Secularism is religion
Erich Fromm
Psychoanalysis and Religion
Review by Kim Han-Kyung, 2001
Fromm, Erich. Psychoanalysis and Religion. New Haven: Yale University Press, 1950.
As a social scientist and psychologist, Erich Fromm suggests a somewhat different definition of religion from those definitions generally in use in the field of phenomenology of religion, which are narrower. For Fromm, religion is “any system of thought and action shared by a group which gives the individual a frame of orientation and an object of devotion” (21). With this definition of religion, Fromm contends that secular systems such as fascism, authoritarianism, and all the different kinds of idealism deserve the name of religion. In addition, by using the term, “private religion,” he gives the title of religion to neurosis, craving for success, money, and the like.

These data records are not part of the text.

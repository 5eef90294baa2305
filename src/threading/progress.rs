//! Thread-safe progress tracking for the worker pool

use std::sync::atomic::{AtomicU64, Ordering};
use std::sync::Arc;
use std::time::Instant;

#[cfg(feature = "progress")]
use indicatif::{ProgressBar, ProgressStyle};

/// Snapshot of pipeline progress
#[derive(Debug, Clone, PartialEq)]
pub struct ProgressInfo {
    pub total: u64,
    pub current: u64,
    pub pages: u64,
    pub percentage: f64,
    pub throughput_mb_per_sec: f64,
}

/// Thread-safe progress tracker counting compressed bytes and pages
#[derive(Clone)]
pub struct ThreadSafeProgress {
    total: u64,
    current: Arc<AtomicU64>,
    pages: Arc<AtomicU64>,
    start_time: Instant,
    #[cfg(feature = "progress")]
    progress_bar: Option<ProgressBar>,
}

impl ThreadSafeProgress {
    /// Create a tracker that also draws a bar when stderr is a terminal
    pub fn new(total: u64) -> Self {
        #[allow(unused_mut)]
        let mut progress = Self::new_silent(total);
        #[cfg(feature = "progress")]
        {
            progress.progress_bar = Self::create_progress_bar(total);
        }
        progress
    }

    /// Create a tracker without a visual progress bar
    pub fn new_silent(total: u64) -> Self {
        Self {
            total,
            current: Arc::new(AtomicU64::new(0)),
            pages: Arc::new(AtomicU64::new(0)),
            start_time: Instant::now(),
            #[cfg(feature = "progress")]
            progress_bar: None,
        }
    }

    #[cfg(feature = "progress")]
    fn create_progress_bar(total: u64) -> Option<ProgressBar> {
        if !atty::is(atty::Stream::Stderr) {
            return None;
        }

        let pb = ProgressBar::new(total);
        let style = ProgressStyle::default_bar()
            .template("[{elapsed_precise}] {bar:40.cyan/blue} {bytes:>9}/{total_bytes:9} {msg} ({eta})")
            .ok()?
            .progress_chars("##-");
        pb.set_style(style);
        pb.set_message("compressing");
        Some(pb)
    }

    /// Record one finished page of `bytes` bytes
    pub fn inc(&self, bytes: u64) {
        self.current.fetch_add(bytes, Ordering::Relaxed);
        self.pages.fetch_add(1, Ordering::Relaxed);

        #[cfg(feature = "progress")]
        if let Some(pb) = &self.progress_bar {
            pb.inc(bytes);
        }
    }

    /// Finish the bar, leaving a final message
    pub fn finish_with_message(&self, message: &'static str) {
        #[cfg(feature = "progress")]
        if let Some(pb) = &self.progress_bar {
            pb.finish_with_message(message);
        }
        #[cfg(not(feature = "progress"))]
        let _ = message;
    }

    /// Current progress snapshot
    pub fn get_progress(&self) -> ProgressInfo {
        let current = self.current.load(Ordering::Relaxed);
        let elapsed = self.start_time.elapsed();

        let percentage = if self.total > 0 {
            (current as f64 / self.total as f64) * 100.0
        } else {
            100.0
        };

        ProgressInfo {
            total: self.total,
            current,
            pages: self.pages.load(Ordering::Relaxed),
            percentage,
            throughput_mb_per_sec: crate::utils::compression_speed(current, elapsed),
        }
    }
}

There is no human being who does not have a religious need. Almost every sector of human life reflects religious need and its fulfillment. For example, Fromm sees a kind of totemism in a person whose devotion is to the state or her political party, and a religion of cleanliness in a lot of American soldiers during the World War II, who thought highly of English and Germans and lowly of French and Italians. If this is the case, religious experiences are not unusual or extraordinary in everyday human life. Yet, to analyze those phenomena systematically, Fromm employs a distinction between “authoritarian and “humanistic” religions.